> _ACTIVITY_:
The answer should be every line below, retyped exactly.

- - - -

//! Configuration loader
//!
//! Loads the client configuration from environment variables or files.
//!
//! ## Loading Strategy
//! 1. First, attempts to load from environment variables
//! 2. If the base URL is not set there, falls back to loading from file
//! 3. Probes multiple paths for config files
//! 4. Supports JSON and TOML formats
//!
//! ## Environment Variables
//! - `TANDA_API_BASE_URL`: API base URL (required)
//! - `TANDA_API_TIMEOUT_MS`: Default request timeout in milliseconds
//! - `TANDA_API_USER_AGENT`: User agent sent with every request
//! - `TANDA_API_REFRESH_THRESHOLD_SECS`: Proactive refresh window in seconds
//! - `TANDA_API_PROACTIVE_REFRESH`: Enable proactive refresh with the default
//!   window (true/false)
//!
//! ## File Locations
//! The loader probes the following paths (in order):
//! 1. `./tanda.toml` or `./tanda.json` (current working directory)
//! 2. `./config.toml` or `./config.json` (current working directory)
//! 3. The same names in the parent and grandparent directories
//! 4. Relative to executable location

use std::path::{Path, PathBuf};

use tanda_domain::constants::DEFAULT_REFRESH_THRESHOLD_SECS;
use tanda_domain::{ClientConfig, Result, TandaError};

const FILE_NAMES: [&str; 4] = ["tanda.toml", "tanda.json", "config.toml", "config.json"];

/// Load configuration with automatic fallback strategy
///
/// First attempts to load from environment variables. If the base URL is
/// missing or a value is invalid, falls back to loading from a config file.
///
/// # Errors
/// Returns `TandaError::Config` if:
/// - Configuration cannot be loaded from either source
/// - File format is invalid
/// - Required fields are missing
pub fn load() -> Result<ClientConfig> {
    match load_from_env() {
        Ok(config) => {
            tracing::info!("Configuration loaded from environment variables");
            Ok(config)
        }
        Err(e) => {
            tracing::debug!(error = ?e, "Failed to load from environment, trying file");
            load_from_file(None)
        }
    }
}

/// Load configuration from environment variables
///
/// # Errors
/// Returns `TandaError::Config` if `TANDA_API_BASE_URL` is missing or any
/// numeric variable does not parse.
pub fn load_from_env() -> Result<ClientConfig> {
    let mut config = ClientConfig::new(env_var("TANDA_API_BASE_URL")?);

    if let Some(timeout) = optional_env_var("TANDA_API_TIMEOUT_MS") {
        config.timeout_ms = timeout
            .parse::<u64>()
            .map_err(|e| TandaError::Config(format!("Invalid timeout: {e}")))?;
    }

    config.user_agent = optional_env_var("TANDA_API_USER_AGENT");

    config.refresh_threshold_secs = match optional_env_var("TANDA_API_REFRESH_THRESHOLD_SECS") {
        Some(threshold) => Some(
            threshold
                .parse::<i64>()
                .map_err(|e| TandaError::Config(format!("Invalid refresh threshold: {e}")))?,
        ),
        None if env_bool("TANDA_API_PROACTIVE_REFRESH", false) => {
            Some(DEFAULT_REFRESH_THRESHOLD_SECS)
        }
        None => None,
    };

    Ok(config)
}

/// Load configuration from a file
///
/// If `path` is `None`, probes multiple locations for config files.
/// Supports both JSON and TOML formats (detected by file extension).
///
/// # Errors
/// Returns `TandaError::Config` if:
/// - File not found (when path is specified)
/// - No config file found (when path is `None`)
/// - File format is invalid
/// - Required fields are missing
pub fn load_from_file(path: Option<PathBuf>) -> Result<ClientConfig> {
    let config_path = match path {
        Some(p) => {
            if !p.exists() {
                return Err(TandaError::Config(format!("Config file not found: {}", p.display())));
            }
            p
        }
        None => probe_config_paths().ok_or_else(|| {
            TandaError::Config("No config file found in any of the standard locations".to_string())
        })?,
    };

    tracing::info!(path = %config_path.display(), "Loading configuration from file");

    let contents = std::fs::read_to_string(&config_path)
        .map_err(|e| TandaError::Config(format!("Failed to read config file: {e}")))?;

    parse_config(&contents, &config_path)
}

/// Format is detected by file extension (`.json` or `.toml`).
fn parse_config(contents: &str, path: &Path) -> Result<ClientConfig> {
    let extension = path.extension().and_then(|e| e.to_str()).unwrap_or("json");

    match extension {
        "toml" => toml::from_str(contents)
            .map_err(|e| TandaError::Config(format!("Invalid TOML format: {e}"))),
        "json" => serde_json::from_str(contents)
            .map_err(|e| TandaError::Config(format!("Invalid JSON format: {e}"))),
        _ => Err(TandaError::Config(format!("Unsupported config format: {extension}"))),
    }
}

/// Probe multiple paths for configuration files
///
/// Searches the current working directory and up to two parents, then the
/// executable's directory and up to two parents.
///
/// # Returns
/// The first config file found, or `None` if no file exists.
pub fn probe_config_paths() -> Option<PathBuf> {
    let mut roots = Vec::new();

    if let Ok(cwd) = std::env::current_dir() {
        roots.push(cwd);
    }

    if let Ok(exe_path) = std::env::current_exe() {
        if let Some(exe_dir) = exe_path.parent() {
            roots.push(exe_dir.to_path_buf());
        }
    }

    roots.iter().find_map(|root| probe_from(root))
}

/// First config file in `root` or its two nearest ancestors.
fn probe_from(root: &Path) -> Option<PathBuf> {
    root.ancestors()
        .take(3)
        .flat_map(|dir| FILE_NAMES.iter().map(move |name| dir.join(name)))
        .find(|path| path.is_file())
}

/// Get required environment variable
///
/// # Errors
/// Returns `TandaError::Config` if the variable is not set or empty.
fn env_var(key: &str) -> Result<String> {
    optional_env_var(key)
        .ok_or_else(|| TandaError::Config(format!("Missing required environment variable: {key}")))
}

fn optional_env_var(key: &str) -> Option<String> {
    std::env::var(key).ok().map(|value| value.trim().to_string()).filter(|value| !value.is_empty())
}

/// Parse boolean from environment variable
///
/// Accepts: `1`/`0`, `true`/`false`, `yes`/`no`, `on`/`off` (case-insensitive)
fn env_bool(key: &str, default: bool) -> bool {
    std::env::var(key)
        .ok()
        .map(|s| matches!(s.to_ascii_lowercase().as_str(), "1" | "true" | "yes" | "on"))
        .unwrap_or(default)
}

- - - -

> _WORKED SOLUTION_:
//! Configuration loader
//!
//! Loads the client configuration from environment variables or files.
//!
//! ## Loading Strategy
//! 1. First, attempts to load from environment variables
//! 2. If the base URL is not set there, falls back to loading from file
//! 3. Probes multiple paths for config files
//! 4. Supports JSON and TOML formats
//!
//! ## Environment Variables
//! - `TANDA_API_BASE_URL`: API base URL (required)
//! - `TANDA_API_TIMEOUT_MS`: Default request timeout in milliseconds
//! - `TANDA_API_USER_AGENT`: User agent sent with every request
//! - `TANDA_API_REFRESH_THRESHOLD_SECS`: Proactive refresh window in seconds
//! - `TANDA_API_PROACTIVE_REFRESH`: Enable proactive refresh with the default
//!   window (true/false)
//!
//! ## File Locations
//! The loader probes the following paths (in order):
//! 1. `./tanda.toml` or `./tanda.json` (current working directory)
//! 2. `./config.toml` or `./config.json` (current working directory)
//! 3. The same names in the parent and grandparent directories
//! 4. Relative to executable location

use std::path::{Path, PathBuf};

use tanda_domain::constants::DEFAULT_REFRESH_THRESHOLD_SECS;
use tanda_domain::{ClientConfig, Result, TandaError};

const FILE_NAMES: [&str; 4] = ["tanda.toml", "tanda.json", "config.toml", "config.json"];

/// Load configuration with automatic fallback strategy
///
/// First attempts to load from environment variables. If the base URL is
/// missing or a value is invalid, falls back to loading from a config file.
///
/// # Errors
/// Returns `TandaError::Config` if:
/// - Configuration cannot be loaded from either source
/// - File format is invalid
/// - Required fields are missing
pub fn load() -> Result<ClientConfig> {
    match load_from_env() {
        Ok(config) => {
            tracing::info!("Configuration loaded from environment variables");
            Ok(config)
        }
        Err(e) => {
            tracing::debug!(error = ?e, "Failed to load from environment, trying file");
            load_from_file(None)
        }
    }
}

/// Load configuration from environment variables
///
/// # Errors
/// Returns `TandaError::Config` if `TANDA_API_BASE_URL` is missing or any
/// numeric variable does not parse.
pub fn load_from_env() -> Result<ClientConfig> {
    let mut config = ClientConfig::new(env_var("TANDA_API_BASE_URL")?);

    if let Some(timeout) = optional_env_var("TANDA_API_TIMEOUT_MS") {
        config.timeout_ms = timeout
            .parse::<u64>()
            .map_err(|e| TandaError::Config(format!("Invalid timeout: {e}")))?;
    }

    config.user_agent = optional_env_var("TANDA_API_USER_AGENT");

    config.refresh_threshold_secs = match optional_env_var("TANDA_API_REFRESH_THRESHOLD_SECS") {
        Some(threshold) => Some(
            threshold
                .parse::<i64>()
                .map_err(|e| TandaError::Config(format!("Invalid refresh threshold: {e}")))?,
        ),
        None if env_bool("TANDA_API_PROACTIVE_REFRESH", false) => {
            Some(DEFAULT_REFRESH_THRESHOLD_SECS)
        }
        None => None,
    };

    Ok(config)
}

/// Load configuration from a file
///
/// If `path` is `None`, probes multiple locations for config files.
/// Supports both JSON and TOML formats (detected by file extension).
///
/// # Errors
/// Returns `TandaError::Config` if:
/// - File not found (when path is specified)
/// - No config file found (when path is `None`)
/// - File format is invalid
/// - Required fields are missing
pub fn load_from_file(path: Option<PathBuf>) -> Result<ClientConfig> {
    let config_path = match path {
        Some(p) => {
            if !p.exists() {
                return Err(TandaError::Config(format!("Config file not found: {}", p.display())));
            }
            p
        }
        None => probe_config_paths().ok_or_else(|| {
            TandaError::Config("No config file found in any of the standard locations".to_string())
        })?,
    };

    tracing::info!(path = %config_path.display(), "Loading configuration from file");

    let contents = std::fs::read_to_string(&config_path)
        .map_err(|e| TandaError::Config(format!("Failed to read config file: {e}")))?;

    parse_config(&contents, &config_path)
}

/// Format is detected by file extension (`.json` or `.toml`).
fn parse_config(contents: &str, path: &Path) -> Result<ClientConfig> {
    let extension = path.extension().and_then(|e| e.to_str()).unwrap_or("json");

    match extension {
        "toml" => toml::from_str(contents)
            .map_err(|e| TandaError::Config(format!("Invalid TOML format: {e}"))),
        "json" => serde_json::from_str(contents)
            .map_err(|e| TandaError::Config(format!("Invalid JSON format: {e}"))),
        _ => Err(TandaError::Config(format!("Unsupported config format: {extension}"))),
    }
}

/// Probe multiple paths for configuration files
///
/// Searches the current working directory and up to two parents, then the
/// executable's directory and up to two parents.
///
/// # Returns
/// The first config file found, or `None` if no file exists.
pub fn probe_config_paths() -> Option<PathBuf> {
    let mut roots = Vec::new();

    if let Ok(cwd) = std::env::current_dir() {
        roots.push(cwd);
    }

    if let Ok(exe_path) = std::env::current_exe() {
        if let Some(exe_dir) = exe_path.parent() {
            roots.push(exe_dir.to_path_buf());
        }
    }

    roots.iter().find_map(|root| probe_from(root))
}

/// First config file in `root` or its two nearest ancestors.
fn probe_from(root: &Path) -> Option<PathBuf> {
    root.ancestors()
        .take(3)
        .flat_map(|dir| FILE_NAMES.iter().map(move |name| dir.join(name)))
        .find(|path| path.is_file())
}

/// Get required environment variable
///
/// # Errors
/// Returns `TandaError::Config` if the variable is not set or empty.
fn env_var(key: &str) -> Result<String> {
    optional_env_var(key)
        .ok_or_else(|| TandaError::Config(format!("Missing required environment variable: {key}")))
}

fn optional_env_var(key: &str) -> Option<String> {
    std::env::var(key).ok().map(|value| value.trim().to_string()).filter(|value| !value.is_empty())
}

/// Parse boolean from environment variable
///
/// Accepts: `1`/`0`, `true`/`false`, `yes`/`no`, `on`/`off` (case-insensitive)
fn env_bool(key: &str, default: bool) -> bool {
    std::env::var(key)
        .ok()
        .map(|s| matches!(s.to_ascii_lowercase().as_str(), "1" | "true" | "yes" | "on"))
        .unwrap_or(default)
}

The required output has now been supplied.